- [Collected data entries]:
================
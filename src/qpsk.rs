//! QPSK modulation of codewords and soft demodulation of received symbols
//!
//! Each pair of code bits `(b0, b1)` is mapped to one symbol whose real part is `+1/sqrt(2)` if
//! `b0` is `One` and `-1/sqrt(2)` otherwise, and whose imaginary part depends likewise on `b1`.
//! The demodulator returns the real and imaginary parts of each received symbol, unscaled, as the
//! LLR values of the corresponding code bits.
//!
//! # Examples
//!
//! ```
//! use pucch_f2::{qpsk, Bit, BlockCode};
//! use Bit::{One, Zero};
//!
//! let code = BlockCode::new(2)?;
//! let syms = qpsk::modulate(&code.encode(&[One, Zero])?)?;
//! let code_bits_llr = qpsk::demodulate(&syms)?;
//! assert!(code_bits_llr[0] > 0.0 && code_bits_llr[1] > 0.0);
//! assert_eq!(code.decode(&code_bits_llr)?, [One, Zero]);
//! # Ok::<(), Box<dyn std::error::Error>>(())
//! ```

use std::f64::consts::FRAC_1_SQRT_2;

use itertools::Itertools;
use num_complex::Complex64;

use crate::{Bit, Error, CODEWORD_LEN};

/// Number of QPSK symbols per codeword
pub const NUM_SYMBOLS: usize = CODEWORD_LEN / 2;

/// Returns QPSK symbols for given code bits.
///
/// # Parameters
///
/// - `code_bits`: Code bits to be modulated.
///
/// # Returns
///
/// - `syms`: [`NUM_SYMBOLS`] unit-energy QPSK symbols.
///
/// # Errors
///
/// Returns an error if `code_bits.len()` is not equal to [`CODEWORD_LEN`].
pub fn modulate(code_bits: &[Bit]) -> Result<Vec<Complex64>, Error> {
    if code_bits.len() != CODEWORD_LEN {
        return Err(Error::InvalidInput(format!(
            "Expected {CODEWORD_LEN} code bits (found {})",
            code_bits.len()
        )));
    }
    Ok(code_bits
        .iter()
        .tuples()
        .map(|(&b0, &b1)| Complex64::new(axis_value(b0), axis_value(b1)))
        .collect())
}

/// Returns code bit LLR values for given received symbols.
///
/// # Parameters
///
/// - `syms`: Received QPSK symbols.
///
/// # Returns
///
/// - `code_bits_llr`: [`CODEWORD_LEN`] LLR values, with positive values indicating that `One` is
///   more likely. These are the real and imaginary parts of each symbol in turn.
///
/// # Errors
///
/// Returns an error if `syms.len()` is not equal to [`NUM_SYMBOLS`].
pub fn demodulate(syms: &[Complex64]) -> Result<Vec<f64>, Error> {
    if syms.len() != NUM_SYMBOLS {
        return Err(Error::InvalidInput(format!(
            "Expected {NUM_SYMBOLS} QPSK symbols (found {})",
            syms.len()
        )));
    }
    Ok(syms.iter().flat_map(|s| [s.re, s.im]).collect())
}

/// Returns in-phase or quadrature component for given bit.
fn axis_value(bit: Bit) -> f64 {
    match bit {
        Bit::Zero => -FRAC_1_SQRT_2,
        Bit::One => FRAC_1_SQRT_2,
    }
}
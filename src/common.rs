//! Types needed in multiple modules

/// Enumeration of binary symbol values
#[derive(Clone, Eq, Hash, PartialEq, Debug, Copy)]
pub enum Bit {
    /// Binary symbol `0`
    Zero = 0,
    /// Binary symbol `1`
    One = 1,
}

impl From<bool> for Bit {
    fn from(value: bool) -> Self {
        if value {
            Bit::One
        } else {
            Bit::Zero
        }
    }
}

impl From<Bit> for bool {
    fn from(bit: Bit) -> Self {
        bit == Bit::One
    }
}

/// Custom error type
#[derive(thiserror::Error, Debug)]
pub enum Error {
    /// Invalid input error
    #[error("{0}")]
    InvalidInput(String),
    /// File read/write error
    #[error("{0}")]
    FileReadWriteError(#[from] std::io::Error),
    /// Serde read/write error
    #[error("{0}")]
    SerdeReadWriteError(#[from] serde_json::Error),
}
//! JSON request and response documents for coding, decoding and channel simulation
//!
//! A request names its mode in the `"mode"` field, and [`process`] maps it to the corresponding
//! response. QPSK symbols appear in documents as text of the form `"a+bj"` or `"a-bj"`.
//!
//! # Examples
//!
//! ```
//! use pucch_f2::request::{self, Request, Response};
//!
//! let request: Request = serde_json::from_str(
//!     r#"{"mode": "coding", "num_of_pucch_f2_bits": 2, "pucch_f2_bits": [true, false]}"#,
//! )?;
//! let response = request::process(&request, &mut rand::rng())?;
//! assert_eq!(
//!     response,
//!     Response::Coding {
//!         qpsk_symbols: vec!["0.707107+0.707107j".to_string(); 10],
//!     }
//! );
//! # Ok::<(), Box<dyn std::error::Error>>(())
//! ```

use std::fs::File;
use std::io::{BufReader, BufWriter, Write};

use num_complex::Complex64;
use rand::Rng;
use serde::{Deserialize, Serialize};
use tracing::debug;

use crate::sim::{self, SimParams};
use crate::{qpsk, Bit, BlockCode, Error};

/// Default signal-to-noise ratio (dB) for channel simulation requests
pub const DEFAULT_SNR_DB: f64 = 10.0;

/// Request document
#[derive(Clone, PartialEq, Debug, Deserialize, Serialize)]
#[serde(tag = "mode")]
pub enum Request {
    /// Encode and modulate information bits
    #[serde(rename = "coding")]
    Coding {
        /// Number of information bits
        #[serde(rename = "num_of_pucch_f2_bits")]
        num_info_bits: usize,
        /// Information bits
        #[serde(rename = "pucch_f2_bits")]
        info_bits: Vec<bool>,
    },
    /// Demodulate and decode QPSK symbols
    #[serde(rename = "decoding")]
    Decoding {
        /// Number of information bits
        #[serde(rename = "num_of_pucch_f2_bits")]
        num_info_bits: usize,
        /// QPSK symbols as text
        qpsk_symbols: Vec<String>,
    },
    /// Simulate random blocks over QPSK-AWGN channel
    #[serde(rename = "channel simulation")]
    ChannelSimulation {
        /// Number of information bits
        #[serde(rename = "num_of_pucch_f2_bits")]
        num_info_bits: usize,
        /// Number of blocks to be simulated
        iterations: i64,
        /// Signal-to-noise ratio (dB)
        #[serde(default = "default_snr_db")]
        snr_db: f64,
    },
}

/// Response document
#[derive(Clone, PartialEq, Debug, Deserialize, Serialize)]
#[serde(tag = "mode")]
pub enum Response {
    /// Result of coding
    #[serde(rename = "coding")]
    Coding {
        /// QPSK symbols as text
        qpsk_symbols: Vec<String>,
    },
    /// Result of decoding
    #[serde(rename = "decoding")]
    Decoding {
        /// Number of information bits
        #[serde(rename = "num_of_pucch_f2_bits")]
        num_info_bits: usize,
        /// Decisions on the information bits
        #[serde(rename = "pucch_f2_bits")]
        info_bits: Vec<bool>,
    },
    /// Result of channel simulation
    #[serde(rename = "channel simulation")]
    ChannelSimulation {
        /// Number of information bits
        #[serde(rename = "num_of_pucch_f2_bits")]
        num_info_bits: usize,
        /// Block error rate
        bler: f64,
        /// Number of blocks decoded correctly
        success: u32,
        /// Number of blocks decoded in error
        failed: u32,
    },
}

fn default_snr_db() -> f64 {
    DEFAULT_SNR_DB
}

/// Returns response to given request.
///
/// # Parameters
///
/// - `request`: Request to be processed.
///
/// - `rng`: Random number generator to be used (only by channel simulation).
///
/// # Errors
///
/// Returns an error if the number of information bits is not supported, if a coding request does
/// not hold exactly that many bits, if a decoding request does not hold exactly
/// [`qpsk::NUM_SYMBOLS`] well-formed symbols, or if a channel simulation request does not hold a
/// positive number of iterations.
pub fn process<R: Rng + ?Sized>(request: &Request, rng: &mut R) -> Result<Response, Error> {
    match *request {
        Request::Coding {
            num_info_bits,
            ref info_bits,
        } => {
            debug!(num_info_bits, "Processing coding request");
            let code = BlockCode::new(num_info_bits)?;
            let info_bits: Vec<Bit> = info_bits.iter().map(|&b| Bit::from(b)).collect();
            let syms = qpsk::modulate(&code.encode(&info_bits)?)?;
            Ok(Response::Coding {
                qpsk_symbols: syms.into_iter().map(format_symbol).collect(),
            })
        }
        Request::Decoding {
            num_info_bits,
            ref qpsk_symbols,
        } => {
            debug!(num_info_bits, "Processing decoding request");
            let code = BlockCode::new(num_info_bits)?;
            let syms = qpsk_symbols
                .iter()
                .map(|text| parse_symbol(text))
                .collect::<Result<Vec<Complex64>, Error>>()?;
            let info_bits_hat = code.decode(&qpsk::demodulate(&syms)?)?;
            Ok(Response::Decoding {
                num_info_bits,
                info_bits: info_bits_hat.into_iter().map(bool::from).collect(),
            })
        }
        Request::ChannelSimulation {
            num_info_bits,
            iterations,
            snr_db,
        } => {
            debug!(num_info_bits, iterations, snr_db, "Processing channel simulation request");
            let num_blocks = u32::try_from(iterations)
                .ok()
                .filter(|&n| n > 0)
                .ok_or_else(|| {
                    Error::InvalidInput(format!(
                        "Number of iterations must be a positive integer (found {iterations})"
                    ))
                })?;
            let params = SimParams {
                num_info_bits,
                snr_db,
                num_blocks,
            };
            let results = sim::run(&params, rng)?;
            Ok(Response::ChannelSimulation {
                num_info_bits,
                bler: results.bler(),
                success: results.success_count(),
                failed: results.failure_count(),
            })
        }
    }
}

/// Returns request read from a JSON file.
///
/// # Errors
///
/// Returns an error if the file cannot be read or does not hold a valid request.
pub fn read_request(json_filename: &str) -> Result<Request, Error> {
    let reader = BufReader::new(File::open(json_filename)?);
    Ok(serde_json::from_reader(reader)?)
}

/// Writes response to a JSON file.
///
/// # Errors
///
/// Returns an error if the file cannot be written.
pub fn write_response(response: &Response, json_filename: &str) -> Result<(), Error> {
    let mut writer = BufWriter::new(File::create(json_filename)?);
    serde_json::to_writer_pretty(&mut writer, response)?;
    writeln!(writer)?;
    writer.flush()?;
    Ok(())
}

/// Returns text for given QPSK symbol.
///
/// The text is `"a+bj"`, or `"a-bj"` if the imaginary part is negative, with six decimal places
/// for each part.
///
/// # Examples
///
/// ```
/// use num_complex::Complex64;
/// use pucch_f2::request::format_symbol;
///
/// assert_eq!(format_symbol(Complex64::new(0.5, -0.25)), "0.500000-0.250000j");
/// ```
#[must_use]
pub fn format_symbol(sym: Complex64) -> String {
    if sym.im.is_sign_negative() {
        format!("{:.6}{:.6}j", sym.re, sym.im)
    } else {
        format!("{:.6}+{:.6}j", sym.re, sym.im)
    }
}

/// Returns QPSK symbol for given text.
///
/// The real and imaginary parts are separated by the first `+` or `-` after the first character,
/// and the text must end in `j`.
///
/// # Errors
///
/// Returns an error if the text is not of the form `"a+bj"` or `"a-bj"`.
///
/// # Examples
///
/// ```
/// use num_complex::Complex64;
/// use pucch_f2::request::parse_symbol;
///
/// assert_eq!(parse_symbol("-0.5+0.25j")?, Complex64::new(-0.5, 0.25));
/// assert!(parse_symbol("-0.5").is_err());
/// # Ok::<(), Box<dyn std::error::Error>>(())
/// ```
pub fn parse_symbol(text: &str) -> Result<Complex64, Error> {
    let invalid =
        || Error::InvalidInput(format!("Invalid complex number {text:?} (expected \"a+bj\")"));
    let body = text.strip_suffix('j').ok_or_else(invalid)?;
    let i_sep = body
        .char_indices()
        .skip(1)
        .find(|&(_, c)| c == '+' || c == '-')
        .map(|(i, _)| i)
        .ok_or_else(invalid)?;
    let re = body[.. i_sep].parse::<f64>().map_err(|_| invalid())?;
    let im = body[i_sep ..].parse::<f64>().map_err(|_| invalid())?;
    Ok(Complex64::new(re, im))
}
================
- [Work item]: Leave out every line above except those from the line with "of iterations must" up to and including the line with "let results = sim::run(&params, rng)?;", and copy those exactly.

- [Answer section]:
                        "Number of iterations must be a positive integer (found {iterations})"
                    ))
                })?;
            let params = SimParams {
                num_info_bits,
                snr_db,
                num_blocks,
            };
            let results = sim::run(&params, rng)?;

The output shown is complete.